List of job IDs for the slurm jobs.

Return type:

list

iss_preprocess.pipeline.segment.segment_mcherry_tile(data_path, prefix, roi, tilex, tiley)

Segment the mCherry channel of an image stack.

Parameters:
  • data_path (str) – Path to the data directory.

  • prefix (str) – Prefix of the image stack.

  • roi (int) – Region of interest.

  • tilex (int) – X coordinate of the tile.

  • tiley (int) – Y coordinate of the tile.

Returns:

Binary image of the filtered masks. filtered_df (pd.DataFrame): DataFrame of the filtered masks. rejected_masks (np.ndarray): Binary image of the rejected masks.

Return type:

filtered_masks (np.ndarray)

iss_preprocess.pipeline.segment.segment_roi(data_path, iroi, prefix='DAPI_1', use_gpu=False)

Detect cells in a single ROI using Cellpose.

Much faster with GPU but requires very amount of VRAM for large ROIs.

Parameters:
  • data_path (str) – Relative path to data.

  • iroi (int) – ROI ID to segment as specified in MicroManager (i.e. 1-based).

  • prefix (str, optional) – Acquisition prefix to use for segmentation.

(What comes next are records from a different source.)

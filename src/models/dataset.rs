//! Dataset DTOs.
//!
//! - `DatasetInfo`: what was loaded (or why nothing was)
//! - `LoadDatasetRequest`: request body for switching to another CSV
//!
//! Used by: dataset header and the dataset switcher

use serde::{Deserialize, Serialize};

#[derive(Debug, Clone, Serialize)]
pub struct DatasetInfo {
    pub source: String,
    pub loaded: bool,
    pub error: Option<String>,
    pub record_count: usize,
    pub commit_count: usize,
    pub first_commit_at: Option<String>,
    pub last_commit_at: Option<String>,
    pub categories: Vec<String>,
}

#[derive(Debug, Clone, Deserialize)]
pub struct LoadDatasetRequest {
    pub path: String,
}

Defaults to “DAPI_1”.

  • use_gpu (bool, optional) – Whether to use GPU. Defaults to False.

iss_preprocess.pipeline.segment.segment_spots(data_path, roi, masks=None, barcode_df=None, barcode_dot_threshold=None, spot_score_threshold=0.1, hyb_score_threshold=0.8, load_genes=True, load_hyb=True, load_barcodes=True)

Count number of rolonies per cell for barcodes and genes.

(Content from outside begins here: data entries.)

//! Server-side rendering of a `TimelineView` snapshot.
//!
//! - `svg`: the scatter plot scene as a standalone SVG document
//! - `page`: the full HTML page (range control, stats, plot, selection,
//!   file dot matrix, narrative)
//!
//! Both are pure string builders over the snapshot; they never touch the
//! controller, so what they draw always matches what the JSON API returns.

pub mod page;
pub mod svg;

pub use page::render_page;
pub use svg::render_plot;

fn html_escape(s: &str) -> String {
    s.replace('&', "&amp;")
        .replace('<', "&lt;")
        .replace('>', "&gt;")
        .replace('"', "&quot;")
        .replace('\'', "&#39;")
}

#[cfg(test)]
mod tests {
    use super::*;

    #[test]
    fn test_html_escape() {
        assert_eq!(
            html_escape(r#"<a href="x">Tom & 'Jerry'</a>"#),
            "&lt;a href=&quot;x&quot;&gt;Tom &amp; &#39;Jerry&#39;&lt;/a&gt;"
        );
    }
}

Only rolonies above the relevant threshold will be counted. (Note that genes rolonies are already thresholded once after OMP).

Hybridisation and sequencing datasets will be fused.

Outputs are saved in the cells folder as f”genes_df_roi{roi}.pkl” and f”barcode_df_roi{roi}.pkl”

Parameters:
  • data_path (str) – Relative path to data

  • roi (int) – ID of the ROI to load

  • masks (np.array, optional) – Array of labels. If None will load using “get_cell_masks”. Defaults to None.

  • barcode_df (pd.DataFrame, optional) – Rabies barcode dataframe, if None, will load “barcode_df_roi{roi}.pkl”. Defaults to None.

  • barcode_dot_threshold (float, optional) – Threshold for the barcode dot product. Only spots above the threshold will be counted. Defaults to 0.15.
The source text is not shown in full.